Data records
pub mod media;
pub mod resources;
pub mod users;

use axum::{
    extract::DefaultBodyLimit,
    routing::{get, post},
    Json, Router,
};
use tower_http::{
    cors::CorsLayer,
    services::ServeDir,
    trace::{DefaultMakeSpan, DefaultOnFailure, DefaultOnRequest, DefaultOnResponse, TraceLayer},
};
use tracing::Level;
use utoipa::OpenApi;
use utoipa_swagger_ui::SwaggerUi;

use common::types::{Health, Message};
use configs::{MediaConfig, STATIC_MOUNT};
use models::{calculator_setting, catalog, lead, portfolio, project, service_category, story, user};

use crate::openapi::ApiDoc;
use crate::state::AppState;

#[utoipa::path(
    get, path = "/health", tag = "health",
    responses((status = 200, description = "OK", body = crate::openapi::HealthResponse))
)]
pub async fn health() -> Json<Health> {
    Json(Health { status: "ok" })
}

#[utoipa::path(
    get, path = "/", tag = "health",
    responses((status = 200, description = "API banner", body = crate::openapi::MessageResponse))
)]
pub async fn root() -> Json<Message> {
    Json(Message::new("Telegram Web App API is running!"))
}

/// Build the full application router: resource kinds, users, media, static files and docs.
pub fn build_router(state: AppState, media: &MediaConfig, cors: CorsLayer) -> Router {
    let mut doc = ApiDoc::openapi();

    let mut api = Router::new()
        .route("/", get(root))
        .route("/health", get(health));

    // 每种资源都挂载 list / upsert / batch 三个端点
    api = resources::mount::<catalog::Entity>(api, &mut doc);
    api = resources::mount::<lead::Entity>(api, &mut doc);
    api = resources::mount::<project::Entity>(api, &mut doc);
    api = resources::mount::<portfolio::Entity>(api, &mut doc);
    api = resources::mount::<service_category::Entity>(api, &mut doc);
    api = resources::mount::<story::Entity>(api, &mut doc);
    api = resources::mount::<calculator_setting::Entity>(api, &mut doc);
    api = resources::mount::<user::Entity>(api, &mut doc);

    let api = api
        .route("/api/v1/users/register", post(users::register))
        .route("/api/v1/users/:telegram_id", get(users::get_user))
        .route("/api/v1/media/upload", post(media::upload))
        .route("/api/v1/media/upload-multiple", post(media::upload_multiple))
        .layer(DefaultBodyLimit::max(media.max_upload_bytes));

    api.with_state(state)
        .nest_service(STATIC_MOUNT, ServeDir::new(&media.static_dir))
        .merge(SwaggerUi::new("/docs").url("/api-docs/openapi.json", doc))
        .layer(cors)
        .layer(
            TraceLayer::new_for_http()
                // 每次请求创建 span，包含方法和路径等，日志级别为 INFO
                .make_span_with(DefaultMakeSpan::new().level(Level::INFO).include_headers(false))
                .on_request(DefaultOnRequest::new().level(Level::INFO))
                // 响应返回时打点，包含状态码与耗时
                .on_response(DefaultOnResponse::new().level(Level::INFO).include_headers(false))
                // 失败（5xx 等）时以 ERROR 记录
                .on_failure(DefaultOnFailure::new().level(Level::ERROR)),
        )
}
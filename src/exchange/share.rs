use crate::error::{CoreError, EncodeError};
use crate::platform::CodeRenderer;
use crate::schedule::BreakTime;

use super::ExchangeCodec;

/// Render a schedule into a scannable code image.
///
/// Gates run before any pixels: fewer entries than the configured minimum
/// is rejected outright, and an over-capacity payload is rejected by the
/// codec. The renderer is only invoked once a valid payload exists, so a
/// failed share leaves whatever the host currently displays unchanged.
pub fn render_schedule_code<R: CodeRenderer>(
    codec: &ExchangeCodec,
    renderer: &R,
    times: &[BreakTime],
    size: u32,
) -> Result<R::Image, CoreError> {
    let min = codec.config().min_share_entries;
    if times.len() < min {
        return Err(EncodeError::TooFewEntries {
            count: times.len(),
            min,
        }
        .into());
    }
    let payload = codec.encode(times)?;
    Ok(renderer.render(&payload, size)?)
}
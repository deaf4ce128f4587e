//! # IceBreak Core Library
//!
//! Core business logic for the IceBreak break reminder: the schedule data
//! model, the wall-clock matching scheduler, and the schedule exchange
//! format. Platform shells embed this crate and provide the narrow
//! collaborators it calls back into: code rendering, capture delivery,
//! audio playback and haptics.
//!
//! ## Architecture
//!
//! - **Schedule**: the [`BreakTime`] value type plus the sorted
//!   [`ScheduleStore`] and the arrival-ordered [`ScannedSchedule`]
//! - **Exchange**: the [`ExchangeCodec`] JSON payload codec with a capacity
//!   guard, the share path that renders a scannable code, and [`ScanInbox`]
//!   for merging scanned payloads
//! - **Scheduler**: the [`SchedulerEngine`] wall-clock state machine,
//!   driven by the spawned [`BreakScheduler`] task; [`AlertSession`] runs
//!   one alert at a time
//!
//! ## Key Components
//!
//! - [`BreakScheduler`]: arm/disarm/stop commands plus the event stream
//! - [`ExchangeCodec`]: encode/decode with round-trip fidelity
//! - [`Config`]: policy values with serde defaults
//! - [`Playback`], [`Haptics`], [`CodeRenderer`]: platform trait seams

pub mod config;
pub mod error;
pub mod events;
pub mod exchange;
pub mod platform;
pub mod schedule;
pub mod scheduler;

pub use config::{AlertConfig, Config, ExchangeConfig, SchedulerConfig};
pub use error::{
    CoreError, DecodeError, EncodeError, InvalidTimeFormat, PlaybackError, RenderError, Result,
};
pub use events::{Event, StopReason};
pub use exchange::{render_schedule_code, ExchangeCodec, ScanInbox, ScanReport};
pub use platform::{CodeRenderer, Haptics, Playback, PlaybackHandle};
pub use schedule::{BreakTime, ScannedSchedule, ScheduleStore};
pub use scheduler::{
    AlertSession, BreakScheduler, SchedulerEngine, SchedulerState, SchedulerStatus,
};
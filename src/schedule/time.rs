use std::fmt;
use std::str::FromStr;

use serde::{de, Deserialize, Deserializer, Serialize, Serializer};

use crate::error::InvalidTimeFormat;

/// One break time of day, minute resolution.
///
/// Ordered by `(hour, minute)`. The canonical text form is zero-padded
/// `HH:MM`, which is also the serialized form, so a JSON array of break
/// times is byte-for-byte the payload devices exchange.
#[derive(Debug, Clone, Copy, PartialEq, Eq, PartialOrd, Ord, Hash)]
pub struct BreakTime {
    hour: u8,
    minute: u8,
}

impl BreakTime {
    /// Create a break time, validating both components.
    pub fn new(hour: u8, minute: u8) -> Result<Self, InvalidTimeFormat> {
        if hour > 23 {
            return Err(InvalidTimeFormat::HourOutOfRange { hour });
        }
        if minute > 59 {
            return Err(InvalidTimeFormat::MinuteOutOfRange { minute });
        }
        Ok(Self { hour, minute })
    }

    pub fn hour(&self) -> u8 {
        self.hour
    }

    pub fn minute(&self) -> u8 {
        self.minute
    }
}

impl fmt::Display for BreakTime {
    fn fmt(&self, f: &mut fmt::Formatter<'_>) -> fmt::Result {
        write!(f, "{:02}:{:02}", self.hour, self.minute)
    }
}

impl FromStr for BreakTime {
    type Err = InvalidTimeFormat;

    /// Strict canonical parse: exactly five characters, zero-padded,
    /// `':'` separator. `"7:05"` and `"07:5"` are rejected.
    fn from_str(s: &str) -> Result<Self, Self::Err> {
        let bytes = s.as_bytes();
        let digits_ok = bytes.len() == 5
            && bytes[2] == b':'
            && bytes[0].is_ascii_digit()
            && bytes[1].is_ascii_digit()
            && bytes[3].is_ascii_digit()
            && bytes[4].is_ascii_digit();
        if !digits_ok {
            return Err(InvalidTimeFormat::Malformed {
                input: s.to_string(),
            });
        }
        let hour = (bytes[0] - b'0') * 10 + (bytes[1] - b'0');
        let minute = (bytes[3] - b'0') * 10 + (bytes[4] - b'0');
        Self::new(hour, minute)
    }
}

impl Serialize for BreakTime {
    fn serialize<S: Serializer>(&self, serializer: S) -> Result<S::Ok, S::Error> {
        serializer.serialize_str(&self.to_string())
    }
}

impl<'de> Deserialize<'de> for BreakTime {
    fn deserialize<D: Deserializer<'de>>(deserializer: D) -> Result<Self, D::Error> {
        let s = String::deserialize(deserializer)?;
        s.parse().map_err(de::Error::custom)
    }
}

Description of the task: From the first line of the data above through the line containing "api = resources::mount::<user::Entity>(api, &mut", repeat each line exactly, and add nothing.

Solution to this task:
pub mod media;
pub mod resources;
pub mod users;

use axum::{
    extract::DefaultBodyLimit,
    routing::{get, post},
    Json, Router,
};
use tower_http::{
    cors::CorsLayer,
    services::ServeDir,
    trace::{DefaultMakeSpan, DefaultOnFailure, DefaultOnRequest, DefaultOnResponse, TraceLayer},
};
use tracing::Level;
use utoipa::OpenApi;
use utoipa_swagger_ui::SwaggerUi;

use common::types::{Health, Message};
use configs::{MediaConfig, STATIC_MOUNT};
use models::{calculator_setting, catalog, lead, portfolio, project, service_category, story, user};

use crate::openapi::ApiDoc;
use crate::state::AppState;

#[utoipa::path(
    get, path = "/health", tag = "health",
    responses((status = 200, description = "OK", body = crate::openapi::HealthResponse))
)]
pub async fn health() -> Json<Health> {
    Json(Health { status: "ok" })
}

#[utoipa::path(
    get, path = "/", tag = "health",
    responses((status = 200, description = "API banner", body = crate::openapi::MessageResponse))
)]
pub async fn root() -> Json<Message> {
    Json(Message::new("Telegram Web App API is running!"))
}

/// Build the full application router: resource kinds, users, media, static files and docs.
pub fn build_router(state: AppState, media: &MediaConfig, cors: CorsLayer) -> Router {
    let mut doc = ApiDoc::openapi();

    let mut api = Router::new()
        .route("/", get(root))
        .route("/health", get(health));

    // 每种资源都挂载 list / upsert / batch 三个端点
    api = resources::mount::<catalog::Entity>(api, &mut doc);
    api = resources::mount::<lead::Entity>(api, &mut doc);
    api = resources::mount::<project::Entity>(api, &mut doc);
    api = resources::mount::<portfolio::Entity>(api, &mut doc);
    api = resources::mount::<service_category::Entity>(api, &mut doc);
    api = resources::mount::<story::Entity>(api, &mut doc);
    api = resources::mount::<calculator_setting::Entity>(api, &mut doc);
    api = resources::mount::<user::Entity>(api, &mut doc);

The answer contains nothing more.